> [Exercise details]: For the records below, give the number of lines that include the string "transactions". Nothing else belongs in the answer.

(Stored data entries)
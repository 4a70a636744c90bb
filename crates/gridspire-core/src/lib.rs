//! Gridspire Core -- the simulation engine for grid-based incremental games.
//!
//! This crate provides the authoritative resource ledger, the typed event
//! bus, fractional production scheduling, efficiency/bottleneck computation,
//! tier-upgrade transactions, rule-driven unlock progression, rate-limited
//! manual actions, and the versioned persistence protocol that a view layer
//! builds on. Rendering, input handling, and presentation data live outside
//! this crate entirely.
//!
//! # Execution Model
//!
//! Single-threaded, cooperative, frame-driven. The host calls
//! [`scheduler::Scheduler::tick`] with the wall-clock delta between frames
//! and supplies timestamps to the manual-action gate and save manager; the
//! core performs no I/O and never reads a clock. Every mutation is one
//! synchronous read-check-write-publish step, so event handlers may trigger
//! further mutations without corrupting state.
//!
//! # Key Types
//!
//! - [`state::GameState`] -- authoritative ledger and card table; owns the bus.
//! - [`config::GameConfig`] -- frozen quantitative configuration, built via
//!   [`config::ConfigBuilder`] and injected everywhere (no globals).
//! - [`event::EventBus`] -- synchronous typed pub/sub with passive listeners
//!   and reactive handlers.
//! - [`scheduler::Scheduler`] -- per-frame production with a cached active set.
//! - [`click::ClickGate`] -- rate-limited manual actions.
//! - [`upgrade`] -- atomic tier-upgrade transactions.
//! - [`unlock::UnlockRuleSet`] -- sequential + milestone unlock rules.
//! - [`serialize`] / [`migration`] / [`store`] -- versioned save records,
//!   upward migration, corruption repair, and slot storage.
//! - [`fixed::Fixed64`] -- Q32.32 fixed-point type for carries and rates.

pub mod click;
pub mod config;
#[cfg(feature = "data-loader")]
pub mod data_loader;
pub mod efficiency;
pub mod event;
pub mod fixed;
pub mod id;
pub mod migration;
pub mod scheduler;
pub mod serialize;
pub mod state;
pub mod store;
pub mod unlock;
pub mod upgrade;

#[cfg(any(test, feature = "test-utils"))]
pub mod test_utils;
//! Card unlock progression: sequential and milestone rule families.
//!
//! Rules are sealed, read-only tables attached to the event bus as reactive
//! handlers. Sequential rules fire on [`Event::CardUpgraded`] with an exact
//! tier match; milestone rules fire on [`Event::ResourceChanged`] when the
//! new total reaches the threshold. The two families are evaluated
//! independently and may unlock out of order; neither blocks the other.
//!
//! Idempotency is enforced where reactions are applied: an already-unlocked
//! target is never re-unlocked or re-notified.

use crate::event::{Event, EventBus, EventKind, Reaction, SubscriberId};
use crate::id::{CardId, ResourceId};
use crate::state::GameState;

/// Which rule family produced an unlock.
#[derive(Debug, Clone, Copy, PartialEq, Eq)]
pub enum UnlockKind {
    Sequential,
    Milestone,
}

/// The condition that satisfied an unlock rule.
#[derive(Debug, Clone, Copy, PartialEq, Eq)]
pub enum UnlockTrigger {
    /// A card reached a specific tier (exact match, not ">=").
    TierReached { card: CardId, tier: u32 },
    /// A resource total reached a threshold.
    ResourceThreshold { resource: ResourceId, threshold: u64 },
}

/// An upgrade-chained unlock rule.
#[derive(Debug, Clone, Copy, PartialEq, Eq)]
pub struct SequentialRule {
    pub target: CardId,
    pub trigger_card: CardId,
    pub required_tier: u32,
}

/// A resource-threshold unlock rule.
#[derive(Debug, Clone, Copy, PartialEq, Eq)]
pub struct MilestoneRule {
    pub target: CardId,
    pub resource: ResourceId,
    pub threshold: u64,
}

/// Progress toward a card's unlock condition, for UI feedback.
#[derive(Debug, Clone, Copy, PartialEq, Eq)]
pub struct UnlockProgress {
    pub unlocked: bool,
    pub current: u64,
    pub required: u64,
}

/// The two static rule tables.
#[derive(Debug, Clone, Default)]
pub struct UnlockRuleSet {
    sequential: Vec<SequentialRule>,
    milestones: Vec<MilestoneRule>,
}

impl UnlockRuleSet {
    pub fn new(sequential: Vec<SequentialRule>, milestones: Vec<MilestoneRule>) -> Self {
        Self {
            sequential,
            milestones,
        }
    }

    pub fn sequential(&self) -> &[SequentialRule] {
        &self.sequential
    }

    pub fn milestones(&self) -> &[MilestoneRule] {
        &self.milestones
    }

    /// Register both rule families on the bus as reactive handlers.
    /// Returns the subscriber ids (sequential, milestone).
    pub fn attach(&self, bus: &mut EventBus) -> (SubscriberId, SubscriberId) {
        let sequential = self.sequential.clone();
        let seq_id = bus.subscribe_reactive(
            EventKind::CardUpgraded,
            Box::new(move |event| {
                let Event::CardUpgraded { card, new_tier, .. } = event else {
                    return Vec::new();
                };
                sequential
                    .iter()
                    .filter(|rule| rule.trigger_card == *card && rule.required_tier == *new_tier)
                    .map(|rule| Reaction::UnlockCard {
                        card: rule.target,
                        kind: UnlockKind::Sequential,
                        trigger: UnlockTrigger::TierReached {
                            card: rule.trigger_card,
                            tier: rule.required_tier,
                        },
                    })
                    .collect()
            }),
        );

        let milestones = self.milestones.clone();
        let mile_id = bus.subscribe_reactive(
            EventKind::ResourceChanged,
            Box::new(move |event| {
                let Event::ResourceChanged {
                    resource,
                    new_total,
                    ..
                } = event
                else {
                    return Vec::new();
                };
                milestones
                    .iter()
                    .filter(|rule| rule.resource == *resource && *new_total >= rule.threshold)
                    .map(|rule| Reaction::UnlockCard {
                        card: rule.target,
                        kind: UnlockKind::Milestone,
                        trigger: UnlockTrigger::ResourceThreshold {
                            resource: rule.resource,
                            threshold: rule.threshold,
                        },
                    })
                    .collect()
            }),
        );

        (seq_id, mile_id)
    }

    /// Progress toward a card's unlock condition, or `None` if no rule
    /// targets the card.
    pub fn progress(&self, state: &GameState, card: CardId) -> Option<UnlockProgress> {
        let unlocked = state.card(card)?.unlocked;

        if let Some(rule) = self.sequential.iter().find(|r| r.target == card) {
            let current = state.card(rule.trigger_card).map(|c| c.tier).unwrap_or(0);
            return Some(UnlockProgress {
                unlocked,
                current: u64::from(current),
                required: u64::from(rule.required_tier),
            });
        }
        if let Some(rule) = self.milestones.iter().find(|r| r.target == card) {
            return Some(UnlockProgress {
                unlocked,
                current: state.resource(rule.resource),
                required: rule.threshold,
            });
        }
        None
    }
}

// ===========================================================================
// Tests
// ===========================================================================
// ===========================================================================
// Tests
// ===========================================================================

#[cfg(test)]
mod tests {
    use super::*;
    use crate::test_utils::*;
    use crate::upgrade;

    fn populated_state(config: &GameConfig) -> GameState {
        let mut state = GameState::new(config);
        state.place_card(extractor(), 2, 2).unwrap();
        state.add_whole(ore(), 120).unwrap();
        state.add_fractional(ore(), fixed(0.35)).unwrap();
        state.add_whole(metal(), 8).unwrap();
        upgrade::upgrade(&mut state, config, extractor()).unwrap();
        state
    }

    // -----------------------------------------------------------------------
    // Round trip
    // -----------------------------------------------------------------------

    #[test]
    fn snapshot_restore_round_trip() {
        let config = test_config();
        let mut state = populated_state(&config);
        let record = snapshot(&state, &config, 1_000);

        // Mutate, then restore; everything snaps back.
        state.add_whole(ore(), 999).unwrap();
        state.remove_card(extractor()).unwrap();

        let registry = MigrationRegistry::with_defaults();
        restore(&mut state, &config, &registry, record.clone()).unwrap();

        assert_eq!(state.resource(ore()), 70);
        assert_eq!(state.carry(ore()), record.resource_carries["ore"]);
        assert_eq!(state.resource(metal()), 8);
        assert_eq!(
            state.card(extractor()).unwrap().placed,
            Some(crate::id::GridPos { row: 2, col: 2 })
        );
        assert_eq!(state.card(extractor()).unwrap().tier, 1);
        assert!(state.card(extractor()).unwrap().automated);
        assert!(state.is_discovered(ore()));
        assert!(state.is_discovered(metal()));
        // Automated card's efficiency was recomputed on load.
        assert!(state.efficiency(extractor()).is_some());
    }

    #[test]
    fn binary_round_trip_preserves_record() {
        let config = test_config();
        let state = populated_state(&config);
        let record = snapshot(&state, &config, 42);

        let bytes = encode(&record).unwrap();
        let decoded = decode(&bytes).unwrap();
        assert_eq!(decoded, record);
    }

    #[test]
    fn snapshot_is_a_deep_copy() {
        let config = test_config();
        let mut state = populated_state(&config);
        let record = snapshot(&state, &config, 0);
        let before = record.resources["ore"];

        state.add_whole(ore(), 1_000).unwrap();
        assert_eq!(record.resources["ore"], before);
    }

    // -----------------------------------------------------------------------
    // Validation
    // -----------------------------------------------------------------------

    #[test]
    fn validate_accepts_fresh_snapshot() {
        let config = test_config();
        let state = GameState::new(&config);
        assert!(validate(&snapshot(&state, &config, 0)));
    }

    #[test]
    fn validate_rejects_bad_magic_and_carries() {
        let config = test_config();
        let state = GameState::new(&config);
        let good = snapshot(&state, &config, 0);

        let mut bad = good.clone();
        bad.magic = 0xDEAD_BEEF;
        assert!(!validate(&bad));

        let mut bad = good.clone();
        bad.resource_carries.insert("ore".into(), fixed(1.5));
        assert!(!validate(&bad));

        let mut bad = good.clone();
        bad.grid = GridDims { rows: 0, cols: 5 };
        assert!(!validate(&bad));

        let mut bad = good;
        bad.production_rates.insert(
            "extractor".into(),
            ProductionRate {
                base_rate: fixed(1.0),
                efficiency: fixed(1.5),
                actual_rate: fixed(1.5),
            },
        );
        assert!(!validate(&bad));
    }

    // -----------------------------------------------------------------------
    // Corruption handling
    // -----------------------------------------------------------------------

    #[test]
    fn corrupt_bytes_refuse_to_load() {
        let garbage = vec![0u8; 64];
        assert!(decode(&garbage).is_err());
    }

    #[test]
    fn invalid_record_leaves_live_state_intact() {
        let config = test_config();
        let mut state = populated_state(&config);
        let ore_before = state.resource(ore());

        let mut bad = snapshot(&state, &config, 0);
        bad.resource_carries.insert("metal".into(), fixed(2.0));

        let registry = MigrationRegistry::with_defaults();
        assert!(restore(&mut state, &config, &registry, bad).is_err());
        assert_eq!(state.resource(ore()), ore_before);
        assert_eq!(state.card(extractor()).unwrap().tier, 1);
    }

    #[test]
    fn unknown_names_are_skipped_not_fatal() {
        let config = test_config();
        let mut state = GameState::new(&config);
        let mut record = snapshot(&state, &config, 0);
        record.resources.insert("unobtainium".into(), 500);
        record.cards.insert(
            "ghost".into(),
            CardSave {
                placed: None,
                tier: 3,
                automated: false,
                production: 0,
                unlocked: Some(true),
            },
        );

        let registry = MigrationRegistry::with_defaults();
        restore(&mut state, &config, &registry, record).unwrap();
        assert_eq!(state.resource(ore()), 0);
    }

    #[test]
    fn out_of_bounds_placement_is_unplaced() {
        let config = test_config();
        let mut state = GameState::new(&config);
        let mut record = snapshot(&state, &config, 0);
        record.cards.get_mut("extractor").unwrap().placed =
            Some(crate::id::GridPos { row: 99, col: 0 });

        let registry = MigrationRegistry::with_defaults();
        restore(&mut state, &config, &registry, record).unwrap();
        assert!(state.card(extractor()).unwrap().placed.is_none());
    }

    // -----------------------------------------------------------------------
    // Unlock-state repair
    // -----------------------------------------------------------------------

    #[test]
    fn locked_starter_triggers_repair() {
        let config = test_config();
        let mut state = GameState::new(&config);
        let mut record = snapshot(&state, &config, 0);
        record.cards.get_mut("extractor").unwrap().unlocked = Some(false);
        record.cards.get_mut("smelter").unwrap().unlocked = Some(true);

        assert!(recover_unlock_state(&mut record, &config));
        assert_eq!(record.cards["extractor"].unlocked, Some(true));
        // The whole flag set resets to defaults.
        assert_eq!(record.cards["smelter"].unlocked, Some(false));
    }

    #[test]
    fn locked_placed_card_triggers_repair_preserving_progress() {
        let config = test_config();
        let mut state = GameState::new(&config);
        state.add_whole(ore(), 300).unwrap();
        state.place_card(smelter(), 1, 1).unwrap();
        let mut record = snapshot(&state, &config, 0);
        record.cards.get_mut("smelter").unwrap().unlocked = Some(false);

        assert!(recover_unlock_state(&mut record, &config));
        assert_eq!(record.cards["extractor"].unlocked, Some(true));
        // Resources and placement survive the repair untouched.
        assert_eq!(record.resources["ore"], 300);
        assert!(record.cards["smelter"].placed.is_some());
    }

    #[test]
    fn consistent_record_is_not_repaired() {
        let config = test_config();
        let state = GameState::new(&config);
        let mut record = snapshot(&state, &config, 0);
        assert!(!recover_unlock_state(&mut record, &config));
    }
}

> [Response to this exercise]: 2